これらの学級通信は、教育実習生を受け持った時に発行したものです。
★ 学級通信「トゥモロウ」 130号(平成11年11月4日)、131号(5日)より
教育実習の日々
■その1 教官に怒られる
教育実習の初日のこと。
誰が何の授業をするのか割り振りをすることとなった。
同じクラスに配属された実習生6人で話しあうのである。
そうじの前に、そのことについて放送があった。
「実習生の皆さんに連絡します。授業計画用紙をできるだけ早く出してください。」と。
目の前で子供たちは机を運び始めた。実習生6人は、そうじに行ったらいいのか、計画作りを優先させたらいいのか、わからなかった。
そのうち一人が言った。
「実習生室に行って相談しよう。」
そうじの時間に、授業計画はできた。そして、5時間目の授業に臨んだ。
ところが放課後、担当のY教官に怒鳴られてしまった。
「子供たちのそうじも見ない実習生がどこにある!」
(こっちにはこっちの理由があるのに!)と思ったが、教官が怒った真意をよく考えてみた。
子供たちが学校にいる限りは、何事も子供たちのことを優先すべきという当然の原則がある。私たちはそれを間違えていたのである。何も「今すぐに」授業計画を出すのでは
ない。
「そうじを優先させるべきだった」・・・このことを悔やんでも後の祭りである。
この件で実習生たちはがっくりしてしまった。アパートに帰ってからも怒鳴られたショックが尾を引いた者もいた。

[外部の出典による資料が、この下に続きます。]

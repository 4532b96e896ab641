//! Tests that need a real adapter. Each one returns early when the machine
//! has none (CI without a GPU or software rasterizer).

use anyhow::Result;
use tessera_engine::device::negotiate::{negotiate, negotiate_with, GpuDevice};
use tessera_engine::device::{DeviceRequests, InstanceRequests};
use tessera_engine::render::{
    create_buffer, create_pipeline, read_back, BufferKind, BuildError, DrawCall, GpuScene,
};
use tessera_engine::{
    init_logging, Geometry, GpuInit, Indices, LoggingConfig, PipelineConfig, RequiredLimits,
    SceneDesc, Topology, VertexLayout,
};

const SHADER: &str = r#"
struct Out {
    @builtin(position) position: vec4f,
    @location(0) color: vec3f,
};

@vertex
fn vs_main(@location(0) pos: vec2f, @location(1) color: vec3f) -> Out {
    var out: Out;
    out.position = vec4f(pos, 0.0, 1.0);
    out.color = color;
    return out;
}

@fragment
fn fs_main(in: Out) -> @location(0) vec4f {
    return vec4f(in.color, 1.0);
}
"#;

fn instance() -> wgpu::Instance {
    wgpu::Instance::new(&wgpu::InstanceDescriptor {
        backends: wgpu::Backends::all(),
        ..Default::default()
    })
}

fn has_adapter(instance: &wgpu::Instance) -> bool {
    pollster::block_on(instance.request_adapter(&wgpu::RequestAdapterOptions::default())).is_ok()
}

fn headless(init: &GpuInit) -> Option<GpuDevice> {
    init_logging(LoggingConfig::default());
    let instance = instance();
    if !has_adapter(&instance) {
        eprintln!("no GPU adapter available; skipping");
        return None;
    }
    Some(negotiate(&instance, init, None).expect("negotiation with default limits"))
}

fn position_color() -> VertexLayout {
    VertexLayout::packed(&[
        (0, wgpu::VertexFormat::Float32x2),
        (1, wgpu::VertexFormat::Float32x3),
    ])
}

#[test]
fn device_carries_exactly_the_requested_limits() {
    let init = GpuInit::default();
    let Some(gpu) = headless(&init) else { return };

    let limits = gpu.device.limits();
    assert_eq!(limits.max_vertex_buffers, init.required_limits.max_vertex_buffers);
    assert_eq!(limits.max_vertex_attributes, init.required_limits.max_vertex_attributes);
    assert!(gpu.events.uncaptured_errors() == 0);
}

#[test]
fn vertex_buffer_round_trips() {
    let Some(gpu) = headless(&GpuInit::default()) else { return };

    let payload: Vec<u8> = (0u8..40).collect();
    let buffer = create_buffer(&gpu.device, &gpu.queue, "round trip", &payload, BufferKind::Vertex)
        .expect("buffer");

    assert_eq!(buffer.size(), 40);
    let bytes = read_back(&gpu.device, &gpu.queue, &buffer).expect("read back");
    assert_eq!(bytes, payload);
}

#[test]
fn odd_index_payload_is_padded_to_word_size() {
    let Some(gpu) = headless(&GpuInit::default()) else { return };

    let indices = Indices::U16(vec![0, 1, 2]);
    let buffer = create_buffer(
        &gpu.device,
        &gpu.queue,
        "odd indices",
        indices.as_bytes(),
        BufferKind::Index,
    )
    .expect("buffer");

    assert_eq!(buffer.len(), 6);
    assert_eq!(buffer.size(), 8);
    assert_eq!(
        read_back(&gpu.device, &gpu.queue, &buffer).expect("read back"),
        indices.as_bytes()
    );
}

#[test]
fn oversized_and_empty_payloads_are_rejected() {
    let init = GpuInit::default();
    let Some(gpu) = headless(&init) else { return };

    let too_big = vec![0u8; init.required_limits.max_buffer_size as usize + 4];
    assert!(matches!(
        create_buffer(&gpu.device, &gpu.queue, "big", &too_big, BufferKind::Vertex),
        Err(BuildError::BufferTooLarge { .. })
    ));
    assert!(matches!(
        create_buffer(&gpu.device, &gpu.queue, "empty", &[], BufferKind::Vertex),
        Err(BuildError::EmptyPayload)
    ));
}

#[test]
fn second_vertex_buffer_fails_on_single_buffer_device() {
    let Some(gpu) = headless(&GpuInit::default()) else { return };

    let mut config = PipelineConfig::new(
        "two buffers",
        VertexLayout::packed(&[(0, wgpu::VertexFormat::Float32x2)]),
        Topology::TriangleList,
    );
    config
        .vertex_layouts
        .push(VertexLayout::packed(&[(1, wgpu::VertexFormat::Float32x3)]));

    let result = create_pipeline(
        &gpu.device,
        SHADER,
        &config,
        wgpu::TextureFormat::Rgba8UnormSrgb,
    );
    assert!(matches!(
        result,
        Err(BuildError::TooManyVertexBuffers { requested: 2, limit: 1 })
    ));
}

#[test]
fn unsatisfiable_limits_fail_negotiation() {
    init_logging(LoggingConfig::default());
    let instance = instance();
    if !has_adapter(&instance) {
        eprintln!("no GPU adapter available; skipping");
        return;
    }

    let init = GpuInit {
        required_limits: RequiredLimits {
            max_vertex_buffers: u32::MAX,
            ..RequiredLimits::default()
        },
        ..GpuInit::default()
    };

    let err = negotiate(&instance, &init, None)
        .err()
        .expect("negotiation must fail");
    assert!(format!("{err:#}").contains("max_vertex_buffers"));
}

#[test]
fn indexed_scene_builds_with_indexed_plan() {
    let Some(gpu) = headless(&GpuInit::default()) else { return };

    #[repr(C)]
    #[derive(Copy, Clone, bytemuck::Pod, bytemuck::Zeroable)]
    struct V {
        pos: [f32; 2],
        color: [f32; 3],
    }
    let corner = |x, y| V { pos: [x, y], color: [1.0, 1.0, 1.0] };
    let corners = [corner(-0.5, -0.5), corner(0.5, -0.5), corner(0.5, 0.5), corner(-0.5, 0.5)];

    let desc = SceneDesc {
        shader: SHADER.into(),
        pipeline: PipelineConfig::new("quad", position_color(), Topology::TriangleList)
            .indexed(wgpu::IndexFormat::Uint16),
        geometry: Geometry::new(&corners).with_indices(Indices::U16(vec![0, 1, 2, 0, 2, 3])),
        clear_color: wgpu::Color::BLACK,
    };

    let scene = GpuScene::build(
        &gpu.device,
        &gpu.queue,
        wgpu::TextureFormat::Rgba8UnormSrgb,
        &desc,
    )
    .expect("scene");

    assert_eq!(
        scene.plan().draw,
        DrawCall::DrawIndexed { index_count: 6, instance_count: 1 }
    );
    let (indices, format) = scene.mesh().index_buffer().expect("index buffer");
    assert_eq!(format, wgpu::IndexFormat::Uint16);
    assert_eq!(indices.len(), 12);
}

#[test]
fn mismatched_index_format_is_rejected_before_upload() {
    let Some(gpu) = headless(&GpuInit::default()) else { return };

    let pipeline = create_pipeline(
        &gpu.device,
        SHADER,
        &PipelineConfig::new("unindexed", position_color(), Topology::TriangleList),
        wgpu::TextureFormat::Rgba8UnormSrgb,
    )
    .expect("pipeline");

    let geometry = Geometry::from_bytes(vec![0; 60], 20).with_indices(Indices::U32(vec![0, 1, 2]));
    assert_eq!(
        geometry.check_compatible(&pipeline),
        Err(BuildError::IndexFormatMismatch {
            pipeline: None,
            geometry: Some(wgpu::IndexFormat::Uint32),
        })
    );
}

#[test]
fn shader_the_driver_rejects_fails_the_build() {
    let Some(gpu) = headless(&GpuInit::default()) else { return };

    let config = PipelineConfig::new("broken", position_color(), Topology::TriangleList);
    let result = create_pipeline(
        &gpu.device,
        "this is not wgsl",
        &config,
        wgpu::TextureFormat::Rgba8UnormSrgb,
    );
    assert!(matches!(
        result,
        Err(BuildError::DriverRejected { ref label, .. }) if label == "broken"
    ));

    let desc = SceneDesc {
        shader: "fn vs_main() {}".into(),
        pipeline: config,
        geometry: Geometry::from_bytes(vec![0; 60], 20),
        clear_color: wgpu::Color::BLACK,
    };
    assert!(GpuScene::build(&gpu.device, &gpu.queue, wgpu::TextureFormat::Rgba8UnormSrgb, &desc).is_err());

    // Captured by the scope, so nothing reaches the uncaptured handler.
    assert_eq!(gpu.events.uncaptured_errors(), 0);
}

#[test]
fn destroyed_device_is_reported_as_lost_and_stays_lost() {
    let Some(mut gpu) = headless(&GpuInit::default()) else { return };
    assert_eq!(gpu.events.poll_lost(), None);

    gpu.device.destroy();
    let _ = gpu.device.poll(wgpu::PollType::wait_indefinitely());

    let first = gpu.events.poll_lost().cloned().expect("lost after destroy");
    assert_eq!(first.reason, "Destroyed");
    assert_eq!(gpu.events.poll_lost(), Some(&first));
}

/// Counts the requests negotiation issues.
struct CountingRequests<'a> {
    inner: InstanceRequests<'a>,
    adapters: u32,
    devices: u32,
}

impl DeviceRequests for CountingRequests<'_> {
    fn request_adapter(
        &mut self,
        options: &wgpu::RequestAdapterOptions<'_, '_>,
    ) -> Result<wgpu::Adapter> {
        self.adapters += 1;
        self.inner.request_adapter(options)
    }

    fn request_device(
        &mut self,
        adapter: &wgpu::Adapter,
        descriptor: &wgpu::DeviceDescriptor<'_>,
        required: &RequiredLimits,
    ) -> Result<(wgpu::Device, wgpu::Queue)> {
        self.devices += 1;
        self.inner.request_device(adapter, descriptor, required)
    }
}

#[test]
fn negotiation_requests_adapter_and_device_once_each() {
    init_logging(LoggingConfig::default());
    let instance = instance();
    if !has_adapter(&instance) {
        eprintln!("no GPU adapter available; skipping");
        return;
    }

    let mut requests = CountingRequests {
        inner: InstanceRequests(&instance),
        adapters: 0,
        devices: 0,
    };
    let gpu = negotiate_with(&mut requests, &GpuInit::default(), None).expect("negotiation");

    assert_eq!((requests.adapters, requests.devices), (1, 1));
    assert_eq!(gpu.device.limits().max_vertex_buffers, 1);
}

「いやだなあ」と思いつつ、翌日Y教官に接すると、昨日のことには全く触れない。それどころか、子供たちに接するのと同じ笑顔で私たちにも接する。
「ふだんはやさしいが、怒るとこわい」・・・教師にとって大切な資質を私たちにも示してくれた教官だった。
■ 45分間の授業が1分の説明に負ける
怒鳴ったY教官は算数が専門であった。
実習生の中にT君がいた。数学研究室である。当然実習授業も算数を選択した。
そのT君が顔をゆがめる。平行四辺形の問題で、プリントを一生懸命説明するのであるが、子供たちは(わからない)という顔をしている。
T君は、さらに説明や質問を加えるものの、説明をすればするほど、子どもたちは困惑したような顔をする。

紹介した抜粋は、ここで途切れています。